Um elemento estava vinculado ao outro, pois foi a atitude metropolitana que levou a colônia a tomar consciência de sua situação. A emancipação política, objeto do movimento mineiro, já fazia parte do universo do “colonizado”. As inconfidências foram manifestações concretas das contradições geradas pela crise do sistema colonial. No movimento baiano, notou-se uma radicalização maior: a luta pela liberdade apresentou um projeto político inspirado na Revolução Francesa, na fase orientada pela liderança jacobina.
Em 1797, assistiu-se à fundação da primeira sociedade secreta no Brasil, de inspiração maçônica francesa: os Cavaleiros da Luz.
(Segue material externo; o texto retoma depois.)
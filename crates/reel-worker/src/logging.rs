//! Structured job logging.

use reel_models::JobId;
use tracing::{error, info, warn, Span};

/// Job logger with consistent fields for lifecycle events.
#[derive(Debug, Clone)]
pub struct JobLogger {
    job_id: String,
    operation: String,
}

impl JobLogger {
    /// Create a logger for `job_id` running `operation` ("single", "composite").
    pub fn new(job_id: &JobId, operation: &str) -> Self {
        Self {
            job_id: job_id.to_string(),
            operation: operation.to_string(),
        }
    }

    pub fn log_start(&self, message: &str) {
        info!(
            job_id = %self.job_id,
            operation = %self.operation,
            "Job started: {}", message
        );
    }

    /// Log a composite step boundary.
    pub fn log_step(&self, step: usize, effect_id: &str, message: &str) {
        info!(
            job_id = %self.job_id,
            operation = %self.operation,
            step,
            effect_id,
            "Job step: {}", message
        );
    }

    pub fn log_warning(&self, message: &str) {
        warn!(
            job_id = %self.job_id,
            operation = %self.operation,
            "Job warning: {}", message
        );
    }

    pub fn log_error(&self, message: &str) {
        error!(
            job_id = %self.job_id,
            operation = %self.operation,
            "Job error: {}", message
        );
    }

    pub fn log_completion(&self, message: &str) {
        info!(
            job_id = %self.job_id,
            operation = %self.operation,
            "Job completed: {}", message
        );
    }

    pub fn job_id(&self) -> &str {
        &self.job_id
    }

    pub fn operation(&self) -> &str {
        &self.operation
    }

    /// Span carrying the job fields, entered by the job task.
    pub fn create_span(&self) -> Span {
        tracing::info_span!(
            "job",
            job_id = %self.job_id,
            operation = %self.operation
        )
    }
}

#[cfg(test)]
mod tests {
    use super::*;

    #[test]
    fn test_job_logger_fields() {
        let job_id = JobId::from_string("render-20261016-0000000000000001");
        let logger = JobLogger::new(&job_id, "composite");

        assert_eq!(logger.job_id(), "render-20261016-0000000000000001");
        assert_eq!(logger.operation(), "composite");
    }
}
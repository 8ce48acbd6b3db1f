//! FFprobe clip duration.

use serde::Deserialize;
use std::path::Path;
use std::process::Stdio;
use tokio::process::Command;

use crate::command::check_ffprobe;
use crate::error::{MediaError, MediaResult};

#[derive(Debug, Deserialize)]
struct FfprobeOutput {
    format: FfprobeFormat,
    #[serde(default)]
    streams: Vec<FfprobeStream>,
}

#[derive(Debug, Deserialize)]
struct FfprobeFormat {
    duration: Option<String>,
}

#[derive(Debug, Deserialize)]
struct FfprobeStream {
    codec_type: String,
}

/// Get the duration in seconds of a video file with the given ffprobe binary.
pub async fn get_duration(ffprobe: &str, path: impl AsRef<Path>) -> MediaResult<f64> {
    let path = path.as_ref();

    if !path.exists() {
        return Err(MediaError::FileNotFound(path.to_path_buf()));
    }

    check_ffprobe(ffprobe)?;

    let output = Command::new(ffprobe)
        .args([
            "-v",
            "quiet",
            "-print_format",
            "json",
            "-show_entries",
            "format=duration:stream=codec_type",
        ])
        .arg(path)
        .stdin(Stdio::null())
        .stdout(Stdio::piped())
        .stderr(Stdio::piped())
        .output()
        .await
        .map_err(|e| MediaError::spawn_failure(ffprobe, e))?;

    if !output.status.success() {
        return Err(MediaError::FfprobeFailed {
            message: format!("ffprobe failed on {}", path.display()),
            stderr: Some(String::from_utf8_lossy(&output.stderr).to_string()),
        });
    }

    parse_duration(&output.stdout)
}

fn parse_duration(stdout: &[u8]) -> MediaResult<f64> {
    let probe: FfprobeOutput = serde_json::from_slice(stdout)?;

    if !probe.streams.iter().any(|s| s.codec_type == "video") {
        return Err(MediaError::InvalidVideo("No video stream found".to_string()));
    }

    match probe.format.duration.as_deref().and_then(|d| d.parse::<f64>().ok()) {
        Some(duration) if duration > 0.0 => Ok(duration),
        _ => Err(MediaError::InvalidVideo("zero duration".to_string())),
    }
}

#[cfg(test)]
mod tests {
    use super::*;

    #[test]
    fn test_parse_duration() {
        let json = br#"{
            "format": {"duration": "4.966667"},
            "streams": [{"codec_type": "audio"}, {"codec_type": "video"}]
        }"#;
        assert!((parse_duration(json).unwrap() - 4.966667).abs() < 1e-6);
    }

    #[test]
    fn test_parse_duration_rejects_bad_output() {
        let no_video = br#"{"format": {"duration": "2.0"}, "streams": [{"codec_type": "audio"}]}"#;
        assert!(matches!(parse_duration(no_video), Err(MediaError::InvalidVideo(_))));

        let no_duration = br#"{"format": {}, "streams": [{"codec_type": "video"}]}"#;
        assert!(matches!(parse_duration(no_duration), Err(MediaError::InvalidVideo(_))));
    }

    #[tokio::test]
    async fn test_probe_missing_file() {
        let err = get_duration("ffprobe", "/nonexistent/clip.mp4").await.unwrap_err();
        assert!(matches!(err, MediaError::FileNotFound(_)));
    }
}
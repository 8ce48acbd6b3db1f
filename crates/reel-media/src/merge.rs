//! Merging rendered clips into one artifact with ffmpeg filter graphs.

use std::fmt::Write as _;
use std::path::PathBuf;

use async_trait::async_trait;
use reel_models::{MergeConfig, MergeMode, TransitionKind};
use tokio::sync::watch;
use tracing::{debug, info, warn};

use crate::command::{FfmpegCommand, FfmpegRunner};
use crate::error::{MediaError, MediaResult};
use crate::probe::get_duration;

/// One rendered clip handed to the merger.
#[derive(Debug, Clone)]
pub struct MergeInput {
    pub path: PathBuf,
    /// Duration the clip was rendered for
    pub nominal_duration_secs: f64,
}

/// Everything needed to merge a list of clips.
#[derive(Debug, Clone)]
pub struct MergeRequest {
    pub inputs: Vec<MergeInput>,
    pub output: PathBuf,
    pub config: MergeConfig,
}

/// Post-processing stage that combines produced clips.
#[async_trait]
pub trait ClipMerger: Send + Sync {
    /// Merge `request.inputs` into `request.output`.
    async fn merge(
        &self,
        request: &MergeRequest,
        cancel: Option<watch::Receiver<bool>>,
    ) -> MediaResult<PathBuf>;
}

/// Merger backed by the ffmpeg CLI.
#[derive(Debug, Clone)]
pub struct FfmpegMerger {
    ffmpeg: String,
    ffprobe: String,
    crf: u8,
    preset: String,
}

impl Default for FfmpegMerger {
    fn default() -> Self {
        Self::new("ffmpeg", "ffprobe")
    }
}

impl FfmpegMerger {
    pub fn new(ffmpeg: impl Into<String>, ffprobe: impl Into<String>) -> Self {
        Self {
            ffmpeg: ffmpeg.into(),
            ffprobe: ffprobe.into(),
            crf: 20,
            preset: "veryfast".to_string(),
        }
    }

    /// Clip durations for transition offsets: probed, or nominal on failure.
    async fn clip_durations(&self, inputs: &[MergeInput]) -> Vec<f64> {
        let mut durations = Vec::with_capacity(inputs.len());
        for input in inputs {
            let duration = match get_duration(&self.ffprobe, &input.path).await {
                Ok(duration) => duration,
                Err(e) => {
                    warn!(
                        "Probing {} failed, using nominal duration {:.3}s: {}",
                        input.path.display(),
                        input.nominal_duration_secs,
                        e
                    );
                    input.nominal_duration_secs
                }
            };
            durations.push(duration);
        }
        durations
    }
}

#[async_trait]
impl ClipMerger for FfmpegMerger {
    async fn merge(
        &self,
        request: &MergeRequest,
        cancel: Option<watch::Receiver<bool>>,
    ) -> MediaResult<PathBuf> {
        if request.inputs.is_empty() {
            return Err(MediaError::invalid_merge("no clips to merge"));
        }

        let durations = if request.config.mode == MergeMode::Transition {
            self.clip_durations(&request.inputs).await
        } else {
            request
                .inputs
                .iter()
                .map(|i| i.nominal_duration_secs)
                .collect()
        };
        let graph = build_filter_graph(&request.config, &durations)?;
        debug!(mode = %request.config.mode, "Merge filter graph: {}", graph);

        let cmd = request
            .inputs
            .iter()
            .fold(FfmpegCommand::new(&request.output), |cmd, input| cmd.input(&input.path))
            .filter_complex(graph)
            .map("[vout]")
            .no_audio()
            .video_codec("libx264")
            .preset(self.preset.clone())
            .crf(self.crf)
            .pixel_format("yuv420p")
            .frame_rate(request.config.fps)
            .output_arg("-movflags")
            .output_arg("+faststart");

        FfmpegRunner::new(self.ffmpeg.clone())
            .with_cancel(cancel)
            .run(&cmd)
            .await
            .map_err(|e| match e {
                MediaError::FfmpegFailed { stderr, exit_code, .. } => MediaError::ffmpeg_failed(
                    format!("{} merge failed", request.config.mode),
                    stderr,
                    exit_code,
                ),
                other => other,
            })?;

        info!(
            mode = %request.config.mode,
            clips = request.inputs.len(),
            "Merged clips into {}",
            request.output.display()
        );
        Ok(request.output.clone())
    }
}

/// ffmpeg `xfade` transition name.
pub fn xfade_name(kind: TransitionKind) -> &'static str {
    match kind {
        TransitionKind::Fade => "fade",
        TransitionKind::FadeBlack => "fadeblack",
        TransitionKind::Dissolve => "dissolve",
        TransitionKind::WipeLeft => "wipeleft",
        TransitionKind::WipeRight => "wiperight",
        TransitionKind::SlideLeft => "slideleft",
        TransitionKind::SlideRight => "slideright",
        TransitionKind::CircleOpen => "circleopen",
    }
}

/// Build the `-filter_complex` graph for `config` over clips of the given
/// durations. The final video stream is labelled `[vout]`.
pub fn build_filter_graph(config: &MergeConfig, durations: &[f64]) -> MediaResult<String> {
    let n = durations.len();
    if n == 0 {
        return Err(MediaError::invalid_merge("no clips to merge"));
    }

    let w = config.resolution.width;
    let h = config.resolution.height;
    let fps = config.fps;

    // Overlay layers keep their alpha and get transparent padding so lower
    // layers stay visible; other modes merge opaque frames
    let (pad_color, pix_fmt) = match config.mode {
        MergeMode::Overlay => ("black@0", "yuva420p"),
        _ => ("black", "yuv420p"),
    };

    // Inputs are normalized to one canvas, rate and timebase before merging
    let mut graph = String::new();
    for i in 0..n {
        let _ = write!(
            graph,
            "[{i}:v]format={pix_fmt},scale={w}:{h}:force_original_aspect_ratio=decrease,\
             pad={w}:{h}:(ow-iw)/2:(oh-ih)/2:color={pad_color},fps={fps},setsar=1,\
             setpts=PTS-STARTPTS,format={pix_fmt}[v{i}];"
        );
    }

    match config.mode {
        MergeMode::Sequence => {
            for i in 0..n {
                let _ = write!(graph, "[v{i}]");
            }
            let _ = write!(graph, "concat=n={n}:v=1:a=0[vout]");
        }
        MergeMode::Overlay => {
            let mut prev = "v0".to_string();
            for i in 1..n {
                let label = format!("o{i}");
                let _ = write!(graph, "[{prev}][v{i}]overlay=0:0:shortest=1[{label}];");
                prev = label;
            }
            let _ = write!(graph, "[{prev}]format=yuv420p[vout]");
        }
        MergeMode::Transition => {
            let transition = config.transition.ok_or_else(|| {
                MediaError::invalid_merge("transition mode requires a transition")
            })?;
            let td = transition.duration_secs;
            if durations.iter().any(|d| *d <= td) {
                return Err(MediaError::invalid_merge(format!(
                    "transition of {:.3}s is not shorter than every clip",
                    td
                )));
            }

            let name = xfade_name(transition.kind);
            let mut prev = "v0".to_string();
            let mut elapsed = 0.0;
            for i in 1..n {
                // Each xfade overlaps the tail of the running output by td
                elapsed += durations[i - 1];
                let offset = elapsed - i as f64 * td;
                let label = format!("x{i}");
                let _ = write!(
                    graph,
                    "[{prev}][v{i}]xfade=transition={name}:duration={td:.3}:offset={offset:.3}[{label}];"
                );
                prev = label;
            }
            let _ = write!(graph, "[{prev}]null[vout]");
        }
    }

    Ok(graph)
}

#[cfg(test)]
mod tests {
    use super::*;
    use reel_models::{Resolution, TransitionSpec};

    fn config(mode: MergeMode, transition: Option<TransitionSpec>) -> MergeConfig {
        MergeConfig {
            mode,
            resolution: Resolution::new(720, 1280),
            fps: 30,
            transition,
        }
    }

    #[test]
    fn test_sequence_graph() {
        let graph = build_filter_graph(&config(MergeMode::Sequence, None), &[2.0, 3.0]).unwrap();
        assert!(graph.contains("[0:v]format=yuv420p,scale=720:1280:force_original_aspect_ratio=decrease"));
        assert!(graph.contains(":color=black,fps=30"));
        assert!(graph.ends_with("[v0][v1]concat=n=2:v=1:a=0[vout]"));
    }

    #[test]
    fn test_overlay_graph_stacks_later_on_top() {
        let graph =
            build_filter_graph(&config(MergeMode::Overlay, None), &[2.0, 3.0, 4.0]).unwrap();
        assert!(graph.contains("[v0][v1]overlay=0:0:shortest=1[o1];"));
        assert!(graph.contains("[o1][v2]overlay=0:0:shortest=1[o2];"));
        assert!(graph.ends_with("[o2]format=yuv420p[vout]"));
    }

    #[test]
    fn test_overlay_layers_keep_alpha() {
        let graph = build_filter_graph(&config(MergeMode::Overlay, None), &[2.0, 3.0]).unwrap();
        for i in 0..2 {
            let chain = graph
                .split(';')
                .find(|part| part.starts_with(&format!("[{i}:v]")))
                .unwrap();
            assert!(chain.starts_with(&format!("[{i}:v]format=yuva420p,")));
            assert!(chain.contains(":color=black@0,"));
            assert!(chain.ends_with(&format!("format=yuva420p[v{i}]")));
        }
    }

    #[test]
    fn test_transition_offsets() {
        let transition = TransitionSpec {
            kind: TransitionKind::Fade,
            duration_secs: 0.5,
        };
        let graph = build_filter_graph(
            &config(MergeMode::Transition, Some(transition)),
            &[2.0, 3.0, 4.0],
        )
        .unwrap();

        assert!(graph.contains(
            "[v0][v1]xfade=transition=fade:duration=0.500:offset=1.500[x1];"
        ));
        // 2 + 3 - 2 * 0.5
        assert!(graph.contains(
            "[x1][v2]xfade=transition=fade:duration=0.500:offset=4.000[x2];"
        ));
        assert!(graph.ends_with("[x2]null[vout]"));
    }

    #[test]
    fn test_transition_requires_config() {
        let err = build_filter_graph(&config(MergeMode::Transition, None), &[2.0, 2.0]);
        assert!(matches!(err, Err(MediaError::InvalidMerge(_))));
    }

    #[test]
    fn test_transition_longer_than_probed_clip() {
        let transition = TransitionSpec {
            kind: TransitionKind::WipeLeft,
            duration_secs: 1.0,
        };
        let err = build_filter_graph(
            &config(MergeMode::Transition, Some(transition)),
            &[2.0, 0.9],
        );
        assert!(matches!(err, Err(MediaError::InvalidMerge(_))));
    }

    #[test]
    fn test_single_clip_graph() {
        let graph = build_filter_graph(&config(MergeMode::Overlay, None), &[2.0]).unwrap();
        assert!(graph.ends_with("[v0]format=yuv420p[vout]"));
        assert!(build_filter_graph(&config(MergeMode::Sequence, None), &[]).is_err());
    }

    #[test]
    fn test_xfade_names() {
        assert_eq!(xfade_name(TransitionKind::CircleOpen), "circleopen");
        assert_eq!(xfade_name(TransitionKind::SlideRight), "slideright");
    }
}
Os membros dessa entidade constituíam a intelectualidade baiana: padre Agostinho Gomes, Cipriano Barata, Francisco Munis Barreto e Hermógenes Pantoja. Foram traduzidos textos iluministas de Voltaire e de Rousseau, propagando os ideais revolucionários da França.
A circulação de panfletos iniciou a conjuração, que pregava a emancipação sob o nome de República Baianense. O povo foi convidado a participar do movimento. A repressão não se fez esperar e o governador da Bahia, Fernando José de Portugal, prendeu os implicados: Luiz Gonzaga das Virgens e Lucas Dantas (mulato), ambos do Exército e alfaiates; João de Deus e Manuel Faustino (mulatos).
Indivíduos da camada superior também tomaram parte do movimento, como é o caso dos Cavaleiros da Luz, mas só os das camadas populares – escravos, artesãos, soldados -, quase todos mestiços, foram condenados à forca. Os demais, homens da intelectualidade de projeção social, foram poupados.
Mais uma vez, Portugal matava implacavelmente os rebeldes de baixa condição social, mas não conseguiu matar as idéias liberais emancipacionistas.